Hace algunos años con motivo de la elección del máximo cargo de un partido, competían dos candidatos. Reunidos en una asamblea, el que dirigía la reunión señaló que la votación se realizaría a mano alzada. La abrumadora mayoría votó por el líder del partido que además miraba la votación desde el estrado. Ninguno votó por el otro candidato, ausente del evento, y otros dos se abstuvieron en medio de la silbatina y la burla de la mayoría. El voto público se expresó en toda su plenitud. No garantizaba que los que no estuvieran con el líder pudieran votar por otro candidato o abstenerse. Los pocos que no estaban conformes no expresaron su verdadera voluntad. “Sería una locura hacerlo”, me expresó luego un participante.
Pero esto no sucede solo en algunos partidos, sino en otras asociaciones. Y es que el único objetivo del voto público es el control, razón por la cual la historia transitó hacia el voto secreto. En el Perú, como en varios países, se estableció el voto público desde la fundación de la República, hasta el inicio del siglo pasado. Recién es regulado por el Estatuto Electoral de 1931, de manera clara, con la caída de Leguía. Posteriormente, las Constituciones de 1933, 1979 y 1993 lo elevaron a nivel constitucional. El voto secreto resultó siendo una conquista democrática. A las élites de aquellas épocas no les agradó perder un instrumento de control sobre las clases populares a quienes presionaban e intimidaban con todo tipo de instrumentos que les permitía el voto público. Hoy se entiende el voto público como un atentado al ejercicio libre del elector al hacerlo vulnerable a las presiones de cualquier naturaleza y del propio poder político.
Al lado del desarrollo del voto secreto se acompañó un conjunto de materiales que lo hicieron posible: boletas o cédulas de sufragio, ánforas, cabinas secretas y un conjunto de normas para hacerlo efectivo, estableciéndose una serie de principios generales que forman parte del objetivo de elecciones limpias, transparentes y justas.
De esta manera, incluso en normas internacionales, los estados deben garantizar, a través de sus legislaciones y su práctica, que los electores tengan la libertad de elegir a través de la garantía del voto secreto y así fue consagrado, después de la Segunda Guerra Mundial, por el artículo 21 de la Declaración Universal de los Derechos Humanos (1948), el artículo 20 de la Declaración Americana de los Derechos y Obligaciones del Hombre (1948), el artículo 3 de la Convención Europea de los Derechos Humanos (1950), el artículo 25 del Pacto Internacional de Derechos Civiles y Políticos (1966), hasta el artículo 23 de la Convención Americana de los Derechos Humanos (1969).
Pero se suele confundir el voto para elegir a los representantes con el voto que ejercen estos representantes en el ejercicio de su función.
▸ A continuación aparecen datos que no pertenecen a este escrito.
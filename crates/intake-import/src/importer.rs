//! The import pipeline.
//!
//! One call walks `Received → Parsed → Mapped → Committing → Done`, or stops
//! in `Failed`. Everything up to `Committing` happens in memory, so a refused
//! upload never reaches the store.

use std::fmt;

use intake_ingest::{IngestOptions, ParsedTable, RecordMapper, read_table};
use intake_model::{ActorId, ImportResult, Schema};
use intake_store::{InsertRow, RecordStore};
use tracing::{debug, info, info_span, trace, warn};

use crate::error::{ImportError, Result};
use crate::upload::{DEFAULT_MAX_UPLOAD_BYTES, Upload};

/// Pipeline stage, recorded on every log line of an import.
#[derive(Debug, Clone, Copy, PartialEq, Eq)]
pub enum ImportStage {
    Received,
    Parsed,
    Mapped,
    Committing,
    Done,
    Failed,
}

impl ImportStage {
    pub const fn as_str(self) -> &'static str {
        match self {
            Self::Received => "received",
            Self::Parsed => "parsed",
            Self::Mapped => "mapped",
            Self::Committing => "committing",
            Self::Done => "done",
            Self::Failed => "failed",
        }
    }
}

impl fmt::Display for ImportStage {
    fn fmt(&self, f: &mut fmt::Formatter<'_>) -> fmt::Result {
        f.write_str(self.as_str())
    }
}

/// Rows ready for the transaction plus the count of rows left out.
#[derive(Debug)]
struct InsertPlan {
    rows: Vec<InsertRow>,
    skipped: usize,
}

/// Runs uploads through parsing, mapping and one storage transaction.
pub struct Importer<S> {
    store: S,
    options: IngestOptions,
    max_upload_bytes: usize,
    log_row_values: bool,
}

impl<S: RecordStore> Importer<S> {
    pub fn new(store: S) -> Self {
        Self {
            store,
            options: IngestOptions::default(),
            max_upload_bytes: DEFAULT_MAX_UPLOAD_BYTES,
            log_row_values: false,
        }
    }

    #[must_use]
    pub fn with_options(mut self, options: IngestOptions) -> Self {
        self.options = options;
        self
    }

    #[must_use]
    pub fn with_max_upload_bytes(mut self, max: usize) -> Self {
        self.max_upload_bytes = max;
        self
    }

    /// Include cell values of skipped rows in trace output. Cells hold
    /// personal data, so this is off unless explicitly requested.
    #[must_use]
    pub fn with_row_value_logging(mut self, enable: bool) -> Self {
        self.log_row_values = enable;
        self
    }

    pub fn options(&self) -> &IngestOptions {
        &self.options
    }

    pub fn store(&self) -> &S {
        &self.store
    }

    pub fn into_store(self) -> S {
        self.store
    }

    /// Imports one upload into `schema`'s table on behalf of `actor`.
    ///
    /// Rows missing a required field are counted as skipped. All other rows
    /// are inserted in a single transaction; if any insert fails nothing is
    /// stored and the storage error is returned.
    pub fn import(
        &mut self,
        schema: &'static Schema,
        upload: Option<&Upload>,
        actor: ActorId,
    ) -> Result<ImportResult> {
        let span = info_span!("import", table = schema.table, actor = %actor);
        let _guard = span.enter();

        let outcome = prepare_upload(upload, &self.options, self.max_upload_bytes)
            .and_then(|table| self.commit(schema, &table, actor));
        log_outcome(&outcome);
        outcome
    }

    /// Imports a table already returned by [`prepare_upload`].
    ///
    /// Lets a caller refuse bad uploads before it opens storage or resolves
    /// the acting user.
    pub fn import_table(
        &mut self,
        schema: &'static Schema,
        table: &ParsedTable,
        actor: ActorId,
    ) -> Result<ImportResult> {
        let span = info_span!("import", table = schema.table, actor = %actor);
        let _guard = span.enter();

        let outcome = self.commit(schema, table, actor);
        log_outcome(&outcome);
        outcome
    }

    fn commit(
        &mut self,
        schema: &'static Schema,
        table: &ParsedTable,
        actor: ActorId,
    ) -> Result<ImportResult> {
        let plan = self.plan(schema, table, actor);
        info!(
            stage = %ImportStage::Mapped,
            queued = plan.rows.len(),
            skipped = plan.skipped,
            "Rows mapped"
        );

        debug!(stage = %ImportStage::Committing, "Starting transaction");
        let rows = &plan.rows;
        let inserted = self.store.run_in_transaction(|tx| {
            for row in rows {
                tx.insert(schema.table, row)?;
            }
            Ok(rows.len())
        })?;

        Ok(ImportResult {
            inserted,
            skipped: plan.skipped,
        })
    }

    fn plan(&self, schema: &'static Schema, table: &ParsedTable, actor: ActorId) -> InsertPlan {
        let mapper = RecordMapper::new(schema).with_date_mode(self.options.date_mode);
        let mut rows = Vec::with_capacity(table.len());
        let mut skipped = 0;

        for (index, raw) in table.rows().iter().enumerate() {
            let record = mapper.map(raw);
            let missing = record.missing_required();
            if missing.is_empty() {
                rows.push(InsertRow::from(&record.attribute(actor)));
            } else {
                // Data rows are numbered from 1, after the header line.
                if self.log_row_values {
                    let cells: Vec<_> = raw.cells().collect();
                    trace!(row = index + 1, ?missing, ?cells, "Skipping incomplete row");
                } else {
                    trace!(row = index + 1, ?missing, "Skipping incomplete row");
                }
                skipped += 1;
            }
        }

        InsertPlan { rows, skipped }
    }
}

/// Runs the admission checks and parses the upload.
///
/// Covers presence, content type, size, decoding, delimiter detection and the
/// row cap. Every error here is an input error and nothing touches storage.
pub fn prepare_upload(
    upload: Option<&Upload>,
    options: &IngestOptions,
    max_upload_bytes: usize,
) -> Result<ParsedTable> {
    let upload = upload.ok_or(ImportError::MissingFile)?;
    upload.check_content_type()?;
    upload.check_size(max_upload_bytes)?;
    info!(
        stage = %ImportStage::Received,
        bytes = upload.len(),
        content_type = upload.content_type().unwrap_or_default(),
        sha256 = %upload.fingerprint(),
        "Upload received"
    );

    let table = read_table(upload.content(), options)?;
    info!(
        stage = %ImportStage::Parsed,
        rows = table.len(),
        columns = table.headers().len(),
        delimiter = %char::from(table.delimiter()).escape_default(),
        "Upload parsed"
    );
    Ok(table)
}

/// Logs the final stage of an import.
pub fn log_outcome(outcome: &Result<ImportResult>) {
    match outcome {
        Ok(result) => info!(
            stage = %ImportStage::Done,
            inserted = result.inserted,
            skipped = result.skipped,
            "Import finished"
        ),
        Err(err) => warn!(
            stage = %ImportStage::Failed,
            status = err.status_code(),
            error = %err,
            "Import failed"
        ),
    }
}
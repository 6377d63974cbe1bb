use std::fmt;
use std::str::FromStr;

use crate::ModelError;

/// Identity of the user performing an import.
///
/// Stamped onto every inserted record. The value is the storage-generated
/// user id, so it must refer to an existing user row.
#[derive(
    Debug, Clone, Copy, PartialEq, Eq, PartialOrd, Ord, Hash, serde::Serialize, serde::Deserialize,
)]
#[serde(transparent)]
pub struct ActorId(i64);

impl ActorId {
    pub const fn new(id: i64) -> Self {
        Self(id)
    }

    pub const fn get(self) -> i64 {
        self.0
    }
}

impl fmt::Display for ActorId {
    fn fmt(&self, f: &mut fmt::Formatter<'_>) -> fmt::Result {
        write!(f, "{}", self.0)
    }
}

impl FromStr for ActorId {
    type Err = ModelError;

    fn from_str(s: &str) -> Result<Self, Self::Err> {
        s.trim()
            .parse::<i64>()
            .ok()
            .filter(|id| *id > 0)
            .map(Self)
            .ok_or_else(|| ModelError::InvalidActorId(s.to_string()))
    }
}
Por ejemplo, los congresistas son elegidos por voto secreto, pero sus votaciones son públicas. Es más, para la elección de los miembros de la Mesa Directiva del Congreso se garantiza el voto secreto, aun cuando las votaciones en el ejercicio de su función pueden ser públicas. El voto secreto es la garantía de la libertad del voto.
De la misma manera, la elección de los representantes de las universidades para ser parte de la comisión especial que elija a los miembros de la Junta Nacional de Justicia (JNJ) debe ser en un acto público, pero se debe garantizar el voto secreto. Posteriormente, los actos, deliberaciones y votaciones de los representantes elegidos deben ser motivadas y públicas. Ese es el modelo garantista que hay que preservar (El Comercio, jueves 28 de febrero del 2019).
*El autor es presidente de la Comisión de Alto Nivel para la Reforma Política.